● **Task prompt**
In the records below, begin at the line containing "async fn check(&self, video_id: &str, language: &str)" and end at the line containing "let response = match"; quote every line in that span exactly, including both boundary lines, and no others.

● **Input data**
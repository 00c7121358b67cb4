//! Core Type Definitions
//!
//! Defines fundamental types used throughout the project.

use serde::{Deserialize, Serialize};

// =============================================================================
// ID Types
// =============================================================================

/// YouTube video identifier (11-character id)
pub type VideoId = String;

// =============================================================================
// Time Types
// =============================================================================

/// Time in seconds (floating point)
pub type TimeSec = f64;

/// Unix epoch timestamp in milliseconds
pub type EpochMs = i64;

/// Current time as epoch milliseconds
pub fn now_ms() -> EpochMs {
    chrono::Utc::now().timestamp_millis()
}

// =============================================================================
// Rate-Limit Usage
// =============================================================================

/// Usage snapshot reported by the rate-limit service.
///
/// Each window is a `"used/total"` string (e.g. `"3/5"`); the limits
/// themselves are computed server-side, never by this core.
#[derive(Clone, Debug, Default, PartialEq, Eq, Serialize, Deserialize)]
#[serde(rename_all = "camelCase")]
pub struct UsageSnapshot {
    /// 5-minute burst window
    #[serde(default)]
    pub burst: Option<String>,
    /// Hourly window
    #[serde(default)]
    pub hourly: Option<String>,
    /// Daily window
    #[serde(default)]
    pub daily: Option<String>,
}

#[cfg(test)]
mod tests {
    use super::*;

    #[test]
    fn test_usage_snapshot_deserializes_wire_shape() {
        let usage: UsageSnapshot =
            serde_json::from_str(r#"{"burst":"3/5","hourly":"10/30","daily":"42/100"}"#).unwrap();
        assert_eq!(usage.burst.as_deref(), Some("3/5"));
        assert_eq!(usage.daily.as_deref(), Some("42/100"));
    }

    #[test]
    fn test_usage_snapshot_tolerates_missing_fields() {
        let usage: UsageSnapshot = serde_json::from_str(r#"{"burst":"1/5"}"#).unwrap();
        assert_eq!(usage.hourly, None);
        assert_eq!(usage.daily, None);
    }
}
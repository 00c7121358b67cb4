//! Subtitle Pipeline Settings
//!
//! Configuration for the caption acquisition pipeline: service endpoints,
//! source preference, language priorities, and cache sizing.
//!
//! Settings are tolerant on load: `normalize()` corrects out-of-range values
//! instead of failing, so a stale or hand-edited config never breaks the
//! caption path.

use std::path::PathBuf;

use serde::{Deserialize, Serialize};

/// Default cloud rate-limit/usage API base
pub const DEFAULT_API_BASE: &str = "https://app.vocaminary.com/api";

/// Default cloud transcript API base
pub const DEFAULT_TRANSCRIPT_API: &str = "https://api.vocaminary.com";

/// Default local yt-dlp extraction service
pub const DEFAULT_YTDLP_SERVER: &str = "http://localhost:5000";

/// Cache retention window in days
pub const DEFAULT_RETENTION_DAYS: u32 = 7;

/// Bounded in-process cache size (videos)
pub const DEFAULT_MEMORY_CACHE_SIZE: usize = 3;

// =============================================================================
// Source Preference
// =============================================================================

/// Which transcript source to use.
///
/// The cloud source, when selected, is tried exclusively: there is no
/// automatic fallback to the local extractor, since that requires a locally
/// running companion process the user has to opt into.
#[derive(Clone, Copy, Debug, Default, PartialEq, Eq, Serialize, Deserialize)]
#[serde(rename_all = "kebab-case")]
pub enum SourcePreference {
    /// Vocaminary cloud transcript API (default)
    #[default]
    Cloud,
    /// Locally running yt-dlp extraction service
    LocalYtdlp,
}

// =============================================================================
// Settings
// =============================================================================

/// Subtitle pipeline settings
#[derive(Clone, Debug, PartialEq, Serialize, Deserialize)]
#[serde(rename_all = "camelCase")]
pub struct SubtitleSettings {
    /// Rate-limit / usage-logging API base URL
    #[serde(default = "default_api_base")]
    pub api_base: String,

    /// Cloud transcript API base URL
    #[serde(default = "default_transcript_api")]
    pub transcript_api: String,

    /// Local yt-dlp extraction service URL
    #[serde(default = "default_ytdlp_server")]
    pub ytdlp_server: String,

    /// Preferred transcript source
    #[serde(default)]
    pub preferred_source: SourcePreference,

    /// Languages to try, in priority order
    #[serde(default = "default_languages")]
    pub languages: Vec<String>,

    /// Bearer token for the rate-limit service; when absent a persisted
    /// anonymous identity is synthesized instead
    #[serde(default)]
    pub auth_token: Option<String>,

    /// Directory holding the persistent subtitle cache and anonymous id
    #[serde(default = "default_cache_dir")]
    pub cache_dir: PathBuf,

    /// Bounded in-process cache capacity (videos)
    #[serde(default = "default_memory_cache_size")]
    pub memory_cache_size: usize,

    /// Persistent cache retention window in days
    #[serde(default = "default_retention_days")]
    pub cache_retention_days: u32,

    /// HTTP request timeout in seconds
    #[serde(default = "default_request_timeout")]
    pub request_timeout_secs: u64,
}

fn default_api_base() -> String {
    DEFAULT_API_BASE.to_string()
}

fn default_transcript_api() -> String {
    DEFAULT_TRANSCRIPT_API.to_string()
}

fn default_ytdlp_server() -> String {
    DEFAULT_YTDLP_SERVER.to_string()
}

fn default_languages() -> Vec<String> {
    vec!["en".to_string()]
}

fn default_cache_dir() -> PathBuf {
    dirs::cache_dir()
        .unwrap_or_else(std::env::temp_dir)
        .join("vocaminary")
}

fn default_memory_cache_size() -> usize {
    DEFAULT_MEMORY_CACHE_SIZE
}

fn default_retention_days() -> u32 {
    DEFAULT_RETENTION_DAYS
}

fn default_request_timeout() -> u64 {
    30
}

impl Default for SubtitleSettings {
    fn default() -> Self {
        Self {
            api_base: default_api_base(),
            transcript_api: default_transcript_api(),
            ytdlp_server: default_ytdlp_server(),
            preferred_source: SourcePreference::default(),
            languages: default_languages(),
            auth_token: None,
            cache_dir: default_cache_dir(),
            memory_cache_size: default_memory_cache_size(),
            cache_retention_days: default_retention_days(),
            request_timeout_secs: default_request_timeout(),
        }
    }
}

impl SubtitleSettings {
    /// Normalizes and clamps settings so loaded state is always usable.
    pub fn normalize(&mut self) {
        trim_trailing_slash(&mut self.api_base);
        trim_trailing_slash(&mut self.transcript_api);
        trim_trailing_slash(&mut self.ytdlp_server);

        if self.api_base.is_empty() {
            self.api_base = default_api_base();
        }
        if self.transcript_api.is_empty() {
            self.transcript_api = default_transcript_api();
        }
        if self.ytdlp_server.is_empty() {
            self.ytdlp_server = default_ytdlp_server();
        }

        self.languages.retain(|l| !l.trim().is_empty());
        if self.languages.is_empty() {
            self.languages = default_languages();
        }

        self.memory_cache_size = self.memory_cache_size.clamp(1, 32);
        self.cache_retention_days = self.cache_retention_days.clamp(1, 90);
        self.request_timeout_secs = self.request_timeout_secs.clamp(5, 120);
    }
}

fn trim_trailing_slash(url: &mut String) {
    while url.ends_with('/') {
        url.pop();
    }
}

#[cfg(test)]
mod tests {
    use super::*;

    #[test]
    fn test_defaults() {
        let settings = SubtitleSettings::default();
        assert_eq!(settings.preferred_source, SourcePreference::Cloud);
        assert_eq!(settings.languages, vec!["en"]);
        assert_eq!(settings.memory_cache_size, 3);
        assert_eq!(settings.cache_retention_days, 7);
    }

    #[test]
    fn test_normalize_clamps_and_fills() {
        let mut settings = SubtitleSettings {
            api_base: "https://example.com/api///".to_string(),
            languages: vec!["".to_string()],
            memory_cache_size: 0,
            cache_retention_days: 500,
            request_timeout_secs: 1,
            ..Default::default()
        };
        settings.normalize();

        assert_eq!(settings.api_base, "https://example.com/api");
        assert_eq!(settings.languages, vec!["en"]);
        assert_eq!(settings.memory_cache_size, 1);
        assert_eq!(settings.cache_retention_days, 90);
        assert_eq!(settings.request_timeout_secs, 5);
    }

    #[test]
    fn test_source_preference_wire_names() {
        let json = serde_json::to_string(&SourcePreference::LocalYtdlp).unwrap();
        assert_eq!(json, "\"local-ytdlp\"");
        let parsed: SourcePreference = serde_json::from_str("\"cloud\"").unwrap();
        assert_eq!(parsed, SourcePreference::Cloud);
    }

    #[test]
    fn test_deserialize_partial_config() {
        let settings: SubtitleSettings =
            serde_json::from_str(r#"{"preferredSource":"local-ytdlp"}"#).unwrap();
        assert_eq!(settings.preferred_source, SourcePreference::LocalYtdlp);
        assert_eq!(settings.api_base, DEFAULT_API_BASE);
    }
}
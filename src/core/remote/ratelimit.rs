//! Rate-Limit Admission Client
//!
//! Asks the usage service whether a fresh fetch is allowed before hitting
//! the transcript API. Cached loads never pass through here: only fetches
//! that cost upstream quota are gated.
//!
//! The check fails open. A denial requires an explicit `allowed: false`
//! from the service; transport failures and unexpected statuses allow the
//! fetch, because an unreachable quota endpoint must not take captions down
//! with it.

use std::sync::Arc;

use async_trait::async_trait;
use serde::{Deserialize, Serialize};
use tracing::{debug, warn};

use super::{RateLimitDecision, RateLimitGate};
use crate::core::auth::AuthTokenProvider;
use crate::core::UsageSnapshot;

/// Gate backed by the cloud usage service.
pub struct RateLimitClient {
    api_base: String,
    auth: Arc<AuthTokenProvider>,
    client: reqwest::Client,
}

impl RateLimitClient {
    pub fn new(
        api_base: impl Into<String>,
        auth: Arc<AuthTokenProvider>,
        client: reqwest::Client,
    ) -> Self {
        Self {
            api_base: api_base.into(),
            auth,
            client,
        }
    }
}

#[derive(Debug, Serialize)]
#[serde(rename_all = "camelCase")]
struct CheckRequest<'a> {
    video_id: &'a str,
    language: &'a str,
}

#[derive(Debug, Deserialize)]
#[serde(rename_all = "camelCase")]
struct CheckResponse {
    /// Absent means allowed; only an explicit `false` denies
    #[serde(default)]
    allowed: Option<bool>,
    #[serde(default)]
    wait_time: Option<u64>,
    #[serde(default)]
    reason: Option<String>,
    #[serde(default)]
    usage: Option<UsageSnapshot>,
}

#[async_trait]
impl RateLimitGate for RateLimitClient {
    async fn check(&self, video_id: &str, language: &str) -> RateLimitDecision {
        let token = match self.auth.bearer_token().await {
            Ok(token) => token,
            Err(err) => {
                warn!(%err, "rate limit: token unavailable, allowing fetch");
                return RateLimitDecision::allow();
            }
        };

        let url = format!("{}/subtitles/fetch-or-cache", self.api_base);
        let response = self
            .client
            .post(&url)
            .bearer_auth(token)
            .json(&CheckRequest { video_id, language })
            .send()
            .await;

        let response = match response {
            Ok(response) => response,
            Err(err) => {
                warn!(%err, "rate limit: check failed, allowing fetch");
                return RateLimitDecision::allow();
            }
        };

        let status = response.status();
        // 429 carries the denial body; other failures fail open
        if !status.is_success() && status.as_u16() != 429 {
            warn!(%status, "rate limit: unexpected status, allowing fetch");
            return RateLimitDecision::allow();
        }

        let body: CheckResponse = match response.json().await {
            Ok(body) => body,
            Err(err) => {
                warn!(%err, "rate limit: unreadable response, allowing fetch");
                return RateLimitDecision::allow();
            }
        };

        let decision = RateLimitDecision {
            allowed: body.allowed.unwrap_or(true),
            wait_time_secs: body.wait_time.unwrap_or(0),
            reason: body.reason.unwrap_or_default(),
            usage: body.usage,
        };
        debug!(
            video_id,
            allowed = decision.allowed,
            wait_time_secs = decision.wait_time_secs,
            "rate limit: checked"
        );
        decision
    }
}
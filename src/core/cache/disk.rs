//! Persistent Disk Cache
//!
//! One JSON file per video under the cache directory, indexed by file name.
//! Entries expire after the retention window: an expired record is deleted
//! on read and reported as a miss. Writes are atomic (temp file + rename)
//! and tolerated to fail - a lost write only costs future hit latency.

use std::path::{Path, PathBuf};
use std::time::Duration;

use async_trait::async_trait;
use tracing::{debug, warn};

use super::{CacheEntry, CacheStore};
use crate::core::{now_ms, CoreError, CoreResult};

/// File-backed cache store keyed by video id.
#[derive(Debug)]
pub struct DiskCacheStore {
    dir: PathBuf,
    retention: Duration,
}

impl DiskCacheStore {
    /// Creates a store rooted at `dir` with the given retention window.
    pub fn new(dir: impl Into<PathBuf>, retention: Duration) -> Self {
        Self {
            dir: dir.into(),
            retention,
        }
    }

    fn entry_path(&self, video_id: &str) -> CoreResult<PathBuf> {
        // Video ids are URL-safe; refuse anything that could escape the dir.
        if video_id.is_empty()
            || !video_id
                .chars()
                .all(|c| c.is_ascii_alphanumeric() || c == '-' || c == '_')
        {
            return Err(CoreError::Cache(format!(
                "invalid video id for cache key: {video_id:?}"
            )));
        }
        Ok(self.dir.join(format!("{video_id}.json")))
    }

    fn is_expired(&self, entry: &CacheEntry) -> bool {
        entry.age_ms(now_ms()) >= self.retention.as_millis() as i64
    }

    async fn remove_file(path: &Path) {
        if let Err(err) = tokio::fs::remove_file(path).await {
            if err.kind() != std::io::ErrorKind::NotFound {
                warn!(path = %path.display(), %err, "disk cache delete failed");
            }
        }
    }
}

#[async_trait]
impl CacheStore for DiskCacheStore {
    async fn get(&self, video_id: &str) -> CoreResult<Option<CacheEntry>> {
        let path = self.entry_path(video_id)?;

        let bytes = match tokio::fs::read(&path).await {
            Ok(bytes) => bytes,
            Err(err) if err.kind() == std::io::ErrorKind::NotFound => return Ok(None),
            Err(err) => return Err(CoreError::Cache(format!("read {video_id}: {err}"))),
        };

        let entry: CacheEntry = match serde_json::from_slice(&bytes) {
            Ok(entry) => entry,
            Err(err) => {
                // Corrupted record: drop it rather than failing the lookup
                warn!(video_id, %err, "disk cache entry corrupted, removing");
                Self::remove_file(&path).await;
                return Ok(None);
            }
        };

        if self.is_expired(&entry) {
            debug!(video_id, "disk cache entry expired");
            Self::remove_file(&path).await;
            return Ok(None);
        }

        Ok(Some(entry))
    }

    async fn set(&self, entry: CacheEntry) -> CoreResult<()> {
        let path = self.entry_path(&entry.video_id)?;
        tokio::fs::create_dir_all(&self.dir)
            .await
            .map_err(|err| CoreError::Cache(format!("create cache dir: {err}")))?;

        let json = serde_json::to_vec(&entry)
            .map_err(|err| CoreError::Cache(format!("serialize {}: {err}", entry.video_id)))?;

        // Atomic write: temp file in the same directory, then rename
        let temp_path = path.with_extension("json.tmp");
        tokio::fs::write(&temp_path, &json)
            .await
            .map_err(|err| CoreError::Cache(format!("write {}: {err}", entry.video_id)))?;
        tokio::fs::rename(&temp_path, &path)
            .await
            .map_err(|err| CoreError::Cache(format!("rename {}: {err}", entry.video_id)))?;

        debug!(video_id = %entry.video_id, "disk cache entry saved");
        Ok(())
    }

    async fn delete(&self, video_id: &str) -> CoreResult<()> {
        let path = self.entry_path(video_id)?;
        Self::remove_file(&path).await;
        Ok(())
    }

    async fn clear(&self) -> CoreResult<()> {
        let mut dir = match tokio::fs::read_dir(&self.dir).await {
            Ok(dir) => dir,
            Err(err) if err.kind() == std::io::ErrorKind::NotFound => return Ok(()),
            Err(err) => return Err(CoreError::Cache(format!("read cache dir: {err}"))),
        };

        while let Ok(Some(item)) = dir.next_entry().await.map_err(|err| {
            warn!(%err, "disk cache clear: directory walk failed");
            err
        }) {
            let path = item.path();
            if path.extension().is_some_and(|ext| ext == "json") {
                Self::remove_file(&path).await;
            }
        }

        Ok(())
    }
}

● **Solved problem**
    async fn check(&self, video_id: &str, language: &str) -> RateLimitDecision {
        let token = match self.auth.bearer_token().await {
            Ok(token) => token,
            Err(err) => {
                warn!(%err, "rate limit: token unavailable, allowing fetch");
                return RateLimitDecision::allow();
            }
        };

        let url = format!("{}/subtitles/fetch-or-cache", self.api_base);
        let response = self
            .client
            .post(&url)
            .bearer_auth(token)
            .json(&CheckRequest { video_id, language })
            .send()
            .await;

        let response = match response {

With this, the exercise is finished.